In 2011 the average local and cantonal tax rate on a married resident, with two children, of Schattenhalb making 150,000 CHF was 13.4%, while an unmarried resident's rate was 19.6%. For comparison, the average rate for the entire canton in the same year, was 14.2% and 22.0%, while the nationwide average was 12.3% and 21.1% respectively.

In 2009 there were a total of 249 tax payers in the municipality. Of that total, 68 made over 75,000 CHF per year. There were 2 people who made between 15,000 and 20,000 per year. The greatest number of workers, 72, made between 50,000 and 75,000 CHF per year. The average income of the over 75,000 CHF group in Schattenhalb was 101,716 CHF, while the average across all of Switzerland was 130,478 CHF.

In 2011 a total of 1.7% of the population received direct financial assistance from the government.

==Religion==
From the 2000 census, 501 or 76.6% belonged to the Swiss Reformed Church, while 105 or 16.1% were Roman Catholic. Of the rest of the population, there were 3 members of an Orthodox church (or about 0.46% of the population), and there were 4 individuals (or about 0.61% of the population) who belonged to another Christian church. There were 6 (or about 0.92% of the population) who were Muslim. There were 2 individuals who were Buddhist. 27 (or about 4.13% of the population) belonged to no church, are agnostic or atheist, and 6 individuals (or about 0.92% of the population) did not answer the question.

==Education==
In Schattenhalb about 57.3% of the population have completed non-mandatory upper secondary education, and 11% have completed additional higher education (either university or a Fachhochschule). Of the 44 who had completed some form of tertiary schooling listed in the census, 65.9% were Swiss men, 20.5% were Swiss women.

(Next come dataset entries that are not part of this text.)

use crate::error::BackendError;
use crate::node::NodeId;
use serde::Serialize;

/// Structured event emitted by the cluster core.
///
/// Events are reported synchronously with the call that triggered them, even
/// when that call ultimately succeeds.
#[derive(Debug, Clone, PartialEq, Serialize)]
#[serde(tag = "event", rename_all = "snake_case")]
pub enum ClusterEvent {
    NodeDeactivated { node: NodeId, cause: String },
    NodeReactivated { node: NodeId },
    NodeUnreachable { node: NodeId, cause: String },
    ClusterExhausted,
    OperationFailedAllNodes {
        method: String,
        failed_nodes: usize,
        cause: String,
    },
}

impl ClusterEvent {
    pub fn node_deactivated(node: &NodeId, cause: impl ToString) -> Self {
        ClusterEvent::NodeDeactivated {
            node: node.clone(),
            cause: cause.to_string(),
        }
    }

    pub fn operation_failed(method: &str, failed_nodes: usize, cause: &BackendError) -> Self {
        ClusterEvent::OperationFailedAllNodes {
            method: method.to_string(),
            failed_nodes,
            cause: cause.to_string(),
        }
    }
}

/// External collector for cluster events.
pub trait EventSink: Send + Sync {
    fn emit(&self, event: &ClusterEvent);
}

#[cfg(test)]
mod tests {
    use super::*;
    use serde_json::json;

    #[test]
    fn test_event_serialization_is_tagged() {
        let event = ClusterEvent::node_deactivated(&NodeId::from("db2"), "Request timeout after 5ms");
        let value = serde_json::to_value(&event).unwrap();
        assert_eq!(
            value,
            json!({"event": "node_deactivated", "node": "db2", "cause": "Request timeout after 5ms"})
        );
    }

    #[test]
    fn test_operation_failed_event() {
        let event = ClusterEvent::operation_failed("commit", 2, &BackendError::Aborted);
        assert_eq!(
            event,
            ClusterEvent::OperationFailedAllNodes {
                method: "commit".to_string(),
                failed_nodes: 2,
                cause: "Backend call aborted".to_string(),
            }
        );
    }
}
//! Boundary traits between the cluster core and a physical backend.

use async_trait::async_trait;
use hasql_common::{BackendError, Node};
use serde_json::Value;
use std::fmt;
use std::sync::Arc;

/// What one node returned for one call.
#[derive(Clone)]
pub enum Reply {
    /// A plain value (rows affected, a flag, a row...)
    Value(Value),
    /// A capability object, e.g. a session or a statement
    Object(Arc<dyn Capability>),
}

impl Reply {
    pub fn kind(&self) -> &'static str {
        match self {
            Reply::Value(_) => "value",
            Reply::Object(_) => "object",
        }
    }
}

impl fmt::Debug for Reply {
    fn fmt(&self, f: &mut fmt::Formatter<'_>) -> fmt::Result {
        match self {
            Reply::Value(value) => f.debug_tuple("Value").field(value).finish(),
            Reply::Object(_) => f.write_str("Object(..)"),
        }
    }
}

impl From<Value> for Reply {
    fn from(value: Value) -> Self {
        Reply::Value(value)
    }
}

/// A native handle on one backend: a data source, session, statement or
/// cursor, depending on where it was derived from.
#[async_trait]
pub trait Capability: Send + Sync {
    async fn invoke(&self, method: &str, args: &Value) -> Result<Reply, BackendError>;

    /// Releases backend resources held by this handle.
    async fn release(&self) -> Result<(), BackendError> {
        Ok(())
    }
}

/// Opens the root handle for a node.
#[async_trait]
pub trait ConnectionFactory: Send + Sync {
    async fn connect(&self, node: &Node) -> Result<Arc<dyn Capability>, BackendError>;

    /// Checks that `node` is reachable.
    async fn probe(&self, node: &Node) -> Result<(), BackendError> {
        let root = self.connect(node).await?;
        root.release().await
    }
}

/// Brings a node's data up to date before it rejoins the active set.
#[async_trait]
pub trait SyncHook: Send + Sync {
    async fn synchronize(&self, node: &Node) -> Result<(), BackendError>;
}

/// Hook for nodes that need no synchronization (shared or empty storage).
#[derive(Debug, Default, Clone, Copy)]
pub struct NoSync;

#[async_trait]
impl SyncHook for NoSync {
    async fn synchronize(&self, _node: &Node) -> Result<(), BackendError> {
        Ok(())
    }
}
impl MemoryNode {
    pub fn new(id: impl Into<NodeId>) -> Self {
        Self {
            id: id.into(),
            data: Mutex::new(BTreeMap::new()),
            faults: Mutex::new(Faults::default()),
            calls: Mutex::new(HashMap::new()),
            login_timeout: AtomicU64::new(0),
            opened: AtomicUsize::new(0),
            released: AtomicUsize::new(0),
            duplicate_releases: AtomicUsize::new(0),
        }
    }

    pub fn id(&self) -> &NodeId {
        &self.id
    }

    // ------------------------------------------------------------------
    // Fault injection
    // ------------------------------------------------------------------

    /// Makes the next `times` calls of `method` fail.
    pub fn fail_next(&self, method: &str, times: usize) {
        self.faults
            .lock()
            .unwrap_or_else(|e| e.into_inner())
            .fail
            .insert(method.to_string(), times);
    }

    /// Makes every call of `method` fail until faults are cleared.
    pub fn fail_always(&self, method: &str) {
        self.fail_next(method, usize::MAX);
    }

    /// Makes every call of `method` hang forever.
    pub fn hang(&self, method: &str) {
        self.faults
            .lock()
            .unwrap_or_else(|e| e.into_inner())
            .hang
            .insert(method.to_string());
    }

    /// Makes every call of `method` take at least `latency`.
    pub fn delay(&self, method: &str, latency: Duration) {
        self.faults
            .lock()
            .unwrap_or_else(|e| e.into_inner())
            .delay
            .insert(method.to_string(), latency);
    }

    /// An offline node refuses connections and fails every call.
    pub fn set_offline(&self, offline: bool) {
        self.faults.lock().unwrap_or_else(|e| e.into_inner()).offline = offline;
    }

    pub fn clear_faults(&self) {
        *self.faults.lock().unwrap_or_else(|e| e.into_inner()) = Faults::default();
    }

    // ------------------------------------------------------------------
    // Inspection
    // ------------------------------------------------------------------

    pub fn data(&self) -> BTreeMap<String, String> {
        self.data.lock().unwrap_or_else(|e| e.into_inner()).clone()
    }

    pub fn get(&self, key: &str) -> Option<String> {
        self.data
            .lock()
            .unwrap_or_else(|e| e.into_inner())
            .get(key)
            .cloned()
    }

    /// Writes directly, bypassing fault injection.
    pub fn insert(&self, key: &str, value: &str) {
        self.data
            .lock()
            .unwrap_or_else(|e| e.into_inner())
            .insert(key.to_string(), value.to_string());
    }

    /// Replaces this node's data with a copy of `source`'s.
    pub fn copy_from(&self, source: &MemoryNode) {
        let snapshot = source.data();
        *self.data.lock().unwrap_or_else(|e| e.into_inner()) = snapshot;
    }

    /// Number of calls of `method` that reached this node.
    pub fn calls(&self, method: &str) -> usize {
        self.calls
            .lock()
            .unwrap_or_else(|e| e.into_inner())
            .get(method)
            .copied()
            .unwrap_or(0)
    }

    pub fn opened(&self) -> usize {
        self.opened.load(Ordering::SeqCst)
    }

    pub fn released(&self) -> usize {
        self.released.load(Ordering::SeqCst)
    }

    /// Handles opened and not yet released.
    pub fn live_handles(&self) -> usize {
        self.opened().saturating_sub(self.released())
    }

    /// Releases of handles that were already released.
    pub fn duplicate_releases(&self) -> usize {
        self.duplicate_releases.load(Ordering::SeqCst)
    }

    // ------------------------------------------------------------------
    // Internals
    // ------------------------------------------------------------------

    async fn enter(&self, method: &str) -> Result<(), BackendError> {
        *self
            .calls
            .lock()
            .unwrap_or_else(|e| e.into_inner())
            .entry(method.to_string())
            .or_insert(0) += 1;

        let (hang, delay) = {
            let mut faults = self.faults.lock().unwrap_or_else(|e| e.into_inner());
            if faults.offline {
                return Err(BackendError::Unreachable(format!("{} is offline", self.id)));
            }
            if let Some(remaining) = faults.fail.get_mut(method) {
                if *remaining > 0 {
                    *remaining -= 1;
                    return Err(BackendError::Backend(format!(
                        "injected failure in '{}' on {}",
                        method, self.id
                    )));
                }
            }
            (faults.hang.contains(method), faults.delay.get(method).copied())
        };
        if hang {
            futures::future::pending::<()>().await;
        }
        if let Some(latency) = delay {
            tokio::time::sleep(latency).await;
        }
        Ok(())
    }

    fn handle(self: &Arc<Self>) -> HandleGuard {
        self.opened.fetch_add(1, Ordering::SeqCst);
        HandleGuard {
            node: self.clone(),
            released: AtomicBool::new(false),
        }
    }

    fn view(&self, pending: Option<&[Command]>) -> BTreeMap<String, String> {
        let mut view = self.data();
        for command in pending.unwrap_or_default() {
            apply(&mut view, command);
        }
        view
    }
}
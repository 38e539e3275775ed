//! hasql Common Types
//!
//! This crate provides the types shared by every hasql component:
//!
//! - **Nodes**: [`NodeId`] and [`Node`], the passive description of one
//!   physical database backend
//! - **Errors**: the per-node [`BackendError`] and the caller-facing
//!   [`ClusterError`] taxonomy
//! - **Events**: [`ClusterEvent`] and the [`EventSink`] trait used to report
//!   membership changes to an external collector
//!
//! # Overview
//!
//! hasql presents one logical session over a cluster of independent
//! database backends. Writes are replicated to every live backend, reads are
//! routed to one backend picked by a load-balancing policy, and a backend
//! that fails is demoted without the caller noticing.
//!
//! # Example
//!
//! ```
//! use hasql_common::{Node, NodeId};
//!
//! let node = Node::new("db1", "memory://db1").with_weight(2);
//! assert_eq!(node.id, NodeId::from("db1"));
//! assert_eq!(node.weight, 2);
//! ```

pub mod error;
pub mod event;
pub mod node;

pub use error::{BackendError, ClusterError, Result};
pub use event::{ClusterEvent, EventSink};
pub use node::{ConnectionParams, Node, NodeId};
// Copyright 2025 hasql Authors
//
// Licensed under the Apache License, Version 2.0 (the "License");
// you may not use this file except in compliance with the License.
// You may obtain a copy of the License at
//
//     http://www.apache.org/licenses/LICENSE-2.0
//
// Unless required by applicable law or agreed to in writing, software
// distributed under the License is distributed on an "AS IS" BASIS,
// WITHOUT WARRANTIES OR CONDITIONS OF ANY KIND, either express or implied.
// See the License for the specific language governing permissions and
// limitations under the License.

use crate::snapshot::{MethodMetrics, MetricsSnapshot, NodeMetrics};
use hasql_common::NodeId;
use std::collections::{BTreeMap, HashMap};
use std::sync::atomic::{AtomicU64, Ordering};
use std::sync::{Arc, RwLock as StdRwLock};
use std::time::{Instant, SystemTime};

const NUM_HISTOGRAM_BINS: usize = 64;

fn now_ms() -> u64 {
    SystemTime::now()
        .duration_since(SystemTime::UNIX_EPOCH)
        .map(|d| d.as_millis() as u64)
        .unwrap_or(0)
}

/// Power-of-two latency histogram.
///
/// Bin `i` holds samples whose bit length is `i`, i.e. latencies in
/// `[2^(i-1), 2^i)` microseconds. Percentiles report the bin's upper bound,
/// which is accurate to within a factor of two.
#[derive(Debug)]
struct LatencyHistogram {
    bins: [AtomicU64; NUM_HISTOGRAM_BINS],
    total_latency: AtomicU64,
    sample_count: AtomicU64,
}

impl LatencyHistogram {
    fn new() -> Self {
        Self {
            bins: std::array::from_fn(|_| AtomicU64::new(0)),
            total_latency: AtomicU64::new(0),
            sample_count: AtomicU64::new(0),
        }
    }

    fn bin_for(latency_us: u64) -> usize {
        let bits = (u64::BITS - latency_us.leading_zeros()) as usize;
        bits.min(NUM_HISTOGRAM_BINS - 1)
    }

    fn record(&self, latency_us: u64) {
        self.bins[Self::bin_for(latency_us)].fetch_add(1, Ordering::Relaxed);
        self.total_latency.fetch_add(latency_us, Ordering::Relaxed);
        self.sample_count.fetch_add(1, Ordering::Relaxed);
    }

    fn percentile(&self, percentile: u64) -> u64 {
        let total = self.sample_count.load(Ordering::Relaxed);
        if total == 0 {
            return 0;
        }

        let target = (total * percentile).div_ceil(100).max(1);
        let mut cumulative = 0;
        for (bin, count) in self.bins.iter().enumerate() {
            cumulative += count.load(Ordering::Relaxed);
            if cumulative >= target {
                return if bin == 0 { 0 } else { 1u64 << bin.min(63) };
            }
        }
        u64::MAX
    }

    fn average(&self) -> u64 {
        let total = self.sample_count.load(Ordering::Relaxed);
        if total == 0 {
            0
        } else {
            self.total_latency.load(Ordering::Relaxed) / total
        }
    }
}

#[derive(Debug)]
struct MethodStats {
    call_count: AtomicU64,
    success_count: AtomicU64,
    failure_count: AtomicU64,
    latencies: LatencyHistogram,
}

impl MethodStats {
    fn new() -> Self {
        Self {
            call_count: AtomicU64::new(0),
            success_count: AtomicU64::new(0),
            failure_count: AtomicU64::new(0),
            latencies: LatencyHistogram::new(),
        }
    }

    fn snapshot(&self) -> MethodMetrics {
        MethodMetrics {
            call_count: self.call_count.load(Ordering::Relaxed),
            success_count: self.success_count.load(Ordering::Relaxed),
            failure_count: self.failure_count.load(Ordering::Relaxed),
            avg_latency_us: self.latencies.average(),
            p50_latency_us: self.latencies.percentile(50),
            p99_latency_us: self.latencies.percentile(99),
        }
    }
}

#[derive(Debug, Default)]
struct NodeStats {
    dispatch_count: AtomicU64,
    failure_count: AtomicU64,
    deactivations: AtomicU64,
    reactivations: AtomicU64,
    last_dispatch_ms: AtomicU64,
}

impl NodeStats {
    fn snapshot(&self, node: &NodeId) -> NodeMetrics {
        NodeMetrics {
            node: node.to_string(),
            dispatch_count: self.dispatch_count.load(Ordering::Relaxed),
            failure_count: self.failure_count.load(Ordering::Relaxed),
            deactivations: self.deactivations.load(Ordering::Relaxed),
            reactivations: self.reactivations.load(Ordering::Relaxed),
            last_dispatch_ms: self.last_dispatch_ms.load(Ordering::Relaxed),
        }
    }
}

/// Thread-safe metrics registry.
///
/// Counters are lock-free atomics with relaxed ordering; snapshots are
/// eventually consistent. The method and node tables are behind `RwLock`s
/// that are only written when an entry is first created. Both tables are
/// naturally bounded: nodes by the cluster configuration and methods by the
/// capability interface tables.
#[derive(Debug)]
pub struct MetricsRegistry {
    total_calls: AtomicU64,
    successful_calls: AtomicU64,
    failed_calls: AtomicU64,
    cluster_exhausted: AtomicU64,
    total_failures: AtomicU64,
    methods: StdRwLock<HashMap<String, Arc<MethodStats>>>,
    nodes: StdRwLock<BTreeMap<NodeId, Arc<NodeStats>>>,
    start_time: Instant,
}

impl MetricsRegistry {
    pub fn new() -> Self {
        Self {
            total_calls: AtomicU64::new(0),
            successful_calls: AtomicU64::new(0),
            failed_calls: AtomicU64::new(0),
            cluster_exhausted: AtomicU64::new(0),
            total_failures: AtomicU64::new(0),
            methods: StdRwLock::new(HashMap::new()),
            nodes: StdRwLock::new(BTreeMap::new()),
            start_time: Instant::now(),
        }
    }

    fn method(&self, method: &str) -> Arc<MethodStats> {
        if let Some(stats) = self
            .methods
            .read()
            .unwrap_or_else(|e| e.into_inner())
            .get(method)
        {
            return stats.clone();
        }
        self.methods
            .write()
            .unwrap_or_else(|e| e.into_inner())
            .entry(method.to_string())
            .or_insert_with(|| Arc::new(MethodStats::new()))
            .clone()
    }

    fn node(&self, node: &NodeId) -> Arc<NodeStats> {
        if let Some(stats) = self
            .nodes
            .read()
            .unwrap_or_else(|e| e.into_inner())
            .get(node)
        {
            return stats.clone();
        }
        self.nodes
            .write()
            .unwrap_or_else(|e| e.into_inner())
            .entry(node.clone())
            .or_default()
            .clone()
    }

    /// Records one logical call with its overall outcome and latency.
    pub fn record_method_call(&self, method: &str, latency_us: u64, success: bool) {
        self.total_calls.fetch_add(1, Ordering::Relaxed);
        let stats = self.method(method);
        stats.call_count.fetch_add(1, Ordering::Relaxed);
        stats.latencies.record(latency_us);
        if success {
            self.successful_calls.fetch_add(1, Ordering::Relaxed);
            stats.success_count.fetch_add(1, Ordering::Relaxed);
        } else {
            self.failed_calls.fetch_add(1, Ordering::Relaxed);
            stats.failure_count.fetch_add(1, Ordering::Relaxed);
        }
    }

    pub fn record_node_dispatch(&self, node: &NodeId) {
        let stats = self.node(node);
        stats.dispatch_count.fetch_add(1, Ordering::Relaxed);
        stats.last_dispatch_ms.store(now_ms(), Ordering::Relaxed);
    }

    pub fn record_node_failure(&self, node: &NodeId) {
        self.node(node).failure_count.fetch_add(1, Ordering::Relaxed);
    }

    pub fn record_deactivation(&self, node: &NodeId) {
        self.node(node).deactivations.fetch_add(1, Ordering::Relaxed);
    }

    pub fn record_reactivation(&self, node: &NodeId) {
        self.node(node).reactivations.fetch_add(1, Ordering::Relaxed);
    }

    pub fn record_cluster_exhausted(&self) {
        self.cluster_exhausted.fetch_add(1, Ordering::Relaxed);
    }

    pub fn record_total_failure(&self) {
        self.total_failures.fetch_add(1, Ordering::Relaxed);
    }

    pub fn uptime_ms(&self) -> u64 {
        self.start_time.elapsed().as_millis() as u64
    }

    pub fn snapshot(&self) -> MetricsSnapshot {
        let methods = self
            .methods
            .read()
            .unwrap_or_else(|e| e.into_inner())
            .iter()
            .map(|(name, stats)| (name.clone(), stats.snapshot()))
            .collect();
        let nodes = self
            .nodes
            .read()
            .unwrap_or_else(|e| e.into_inner())
            .iter()
            .map(|(node, stats)| (node.to_string(), stats.snapshot(node)))
            .collect();

        MetricsSnapshot {
            total_calls: self.total_calls.load(Ordering::Relaxed),
            successful_calls: self.successful_calls.load(Ordering::Relaxed),
            failed_calls: self.failed_calls.load(Ordering::Relaxed),
            cluster_exhausted: self.cluster_exhausted.load(Ordering::Relaxed),
            total_failures: self.total_failures.load(Ordering::Relaxed),
            uptime_ms: self.uptime_ms(),
            methods,
            nodes,
        }
    }
}

impl Default for MetricsRegistry {
    fn default() -> Self {
        Self::new()
    }
}

#[cfg(test)]
mod tests {
    use super::*;

    #[test]
    fn test_record_method_call_counts() {
        let registry = MetricsRegistry::new();
        registry.record_method_call("prepare", 120, true);
        registry.record_method_call("prepare", 80, true);
        registry.record_method_call("execute_update", 300, false);

        let snapshot = registry.snapshot();
        assert_eq!(snapshot.total_calls, 3);
        assert_eq!(snapshot.successful_calls, 2);
        assert_eq!(snapshot.failed_calls, 1);

        let prepare = &snapshot.methods["prepare"];
        assert_eq!(prepare.call_count, 2);
        assert_eq!(prepare.success_count, 2);
        assert_eq!(prepare.avg_latency_us, 100);

        let update = &snapshot.methods["execute_update"];
        assert_eq!(update.failure_count, 1);
    }

    #[test]
    fn test_node_counters() {
        let registry = MetricsRegistry::new();
        let db1 = NodeId::from("db1");
        registry.record_node_dispatch(&db1);
        registry.record_node_dispatch(&db1);
        registry.record_node_failure(&db1);
        registry.record_deactivation(&db1);
        registry.record_reactivation(&db1);

        let snapshot = registry.snapshot();
        let node = &snapshot.nodes["db1"];
        assert_eq!(node.dispatch_count, 2);
        assert_eq!(node.failure_count, 1);
        assert_eq!(node.deactivations, 1);
        assert_eq!(node.reactivations, 1);
        assert!(node.last_dispatch_ms > 0);
    }

    #[test]
    fn test_histogram_bins() {
        assert_eq!(LatencyHistogram::bin_for(0), 0);
        assert_eq!(LatencyHistogram::bin_for(1), 1);
        assert_eq!(LatencyHistogram::bin_for(3), 2);
        assert_eq!(LatencyHistogram::bin_for(1024), 11);
        assert_eq!(LatencyHistogram::bin_for(u64::MAX), NUM_HISTOGRAM_BINS - 1);
    }

    #[test]
    fn test_histogram_percentiles() {
        let histogram = LatencyHistogram::new();
        assert_eq!(histogram.percentile(50), 0);

        for _ in 0..99 {
            histogram.record(10);
        }
        histogram.record(5000);

        // 10us lives in [8, 16)
        assert_eq!(histogram.percentile(50), 16);
        // 5000us lives in [4096, 8192)
        assert_eq!(histogram.percentile(100), 8192);
    }

    #[test]
    fn test_concurrent_recording() {
        let registry = Arc::new(MetricsRegistry::new());
        let handles: Vec<_> = (0..8)
            .map(|i| {
                let registry = registry.clone();
                std::thread::spawn(move || {
                    let node = NodeId::from(format!("db{}", i % 2));
                    for _ in 0..100 {
                        registry.record_node_dispatch(&node);
                        registry.record_method_call("query", 10, true);
                    }
                })
            })
            .collect();
        for handle in handles {
            handle.join().unwrap();
        }

        let snapshot = registry.snapshot();
        assert_eq!(snapshot.total_calls, 800);
        assert_eq!(snapshot.nodes["db0"].dispatch_count, 400);
        assert_eq!(snapshot.nodes["db1"].dispatch_count, 400);
    }
}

The Canton of Bern school system provides one year of non-obligatory Kindergarten, followed by six years of Primary school. This is followed by three years of obligatory lower Secondary school where the students are separated according to ability and aptitude. Following the lower Secondary students may attend additional schooling or they may enter an apprenticeship.

During the 2011-12 school year, there were a total of 42 students attending classes in Schattenhalb. There were no kindergarten classes in the municipality. The municipality had 3 primary classes and 42 students. Of the primary students, 9.5% were permanent or temporary residents of Switzerland (not citizens) and 11.9% have a different mother language than the classroom language.

As of In 2000 2000, there were a total of 20 students attending any school in the municipality. Of those, 18 both lived and attended school in the municipality, while 2 students came from another municipality. During the same year, 50 residents attended schools outside the municipality.